**The task**
Copy every line from the records that holds the word "label".

──────── Data for analysis ────────

//! Rule evaluation for a single field value.
//!
//! Checks run in a fixed order and the first failure wins:
//!
//! 1. required
//! 2. `min_length`
//! 3. `max_length`
//! 4. `pattern`
//! 5. `greater_than`
//! 6. `less_than`
//! 7. custom predicate
//!
//! An absent or null value skips checks 2 to 6. Any other value, including
//! an empty string on an optional field, goes through them. The custom
//! predicate always runs and receives null for an absent value.

use serde_json::Value;

use crate::error::{FormError, Result};
use crate::field::{FieldSpec, ValidationRules, Verdict};
use crate::value::{self, Values};
use crate::visibility;

/// Validate `value` for `field` against the full current values.
///
/// Returns `Ok(None)` when the value passes and `Ok(Some(message))` on the
/// first failing check. `Err` only when a custom predicate fails outright.
pub fn validate(
    field: &FieldSpec,
    value: Option<&Value>,
    values: &Values,
) -> Result<Option<String>> {
    if value::is_empty(value) && visibility::is_required(field, values) {
        return Ok(Some(format!("{} is required.", field.label)));
    }

    let rules = &field.rules;

    if let Some(value) = value.filter(|v| !v.is_null()) {
        if let Some(message) = check_constraints(&field.label, rules, value) {
            return Ok(Some(message));
        }
    }

    if let Some(custom) = &rules.custom {
        let verdict = custom
            .check(value.unwrap_or(&Value::Null), values)
            .map_err(|source| FormError::PredicateFailed {
                field: field.id.clone(),
                source,
            })?;
        if let Verdict::Fail(message) = verdict {
            return Ok(Some(message));
        }
    }

    Ok(None)
}

/// Length, pattern and range checks on a present value.
fn check_constraints(label: &str, rules: &ValidationRules, value: &Value) -> Option<String> {
    let length = value::length(value);

    if let (Some(min), Some(len)) = (rules.min_length, length) {
        if len < min {
            return Some(format!("{label} must be at least {min} characters."));
        }
    }

    if let (Some(max), Some(len)) = (rules.max_length, length) {
        if len > max {
            return Some(format!("{label} must be at most {max} characters."));
        }
    }

    if let Some(pattern) = &rules.pattern {
        if !pattern.is_match(&value::to_text(value)) {
            return Some(format!("{label} is not valid."));
        }
    }

    let number = value::as_number(value);

    if let Some(bound) = rules.greater_than {
        if !number.is_some_and(|n| n > bound) {
            return Some(format!("{label} must be greater than {bound}."));
        }
    }

    if let Some(bound) = rules.less_than {
        if !number.is_some_and(|n| n < bound) {
            return Some(format!("{label} must be less than {bound}."));
        }
    }

    None
}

────────

**Result**
        return Ok(Some(format!("{} is required.", field.label)));
        if let Some(message) = check_constraints(&field.label, rules, value) {
fn check_constraints(label: &str, rules: &ValidationRules, value: &Value) -> Option<String> {
            return Some(format!("{label} must be at least {min} characters."));
            return Some(format!("{label} must be at most {max} characters."));
            return Some(format!("{label} is not valid."));
            return Some(format!("{label} must be greater than {bound}."));
            return Some(format!("{label} must be less than {bound}."));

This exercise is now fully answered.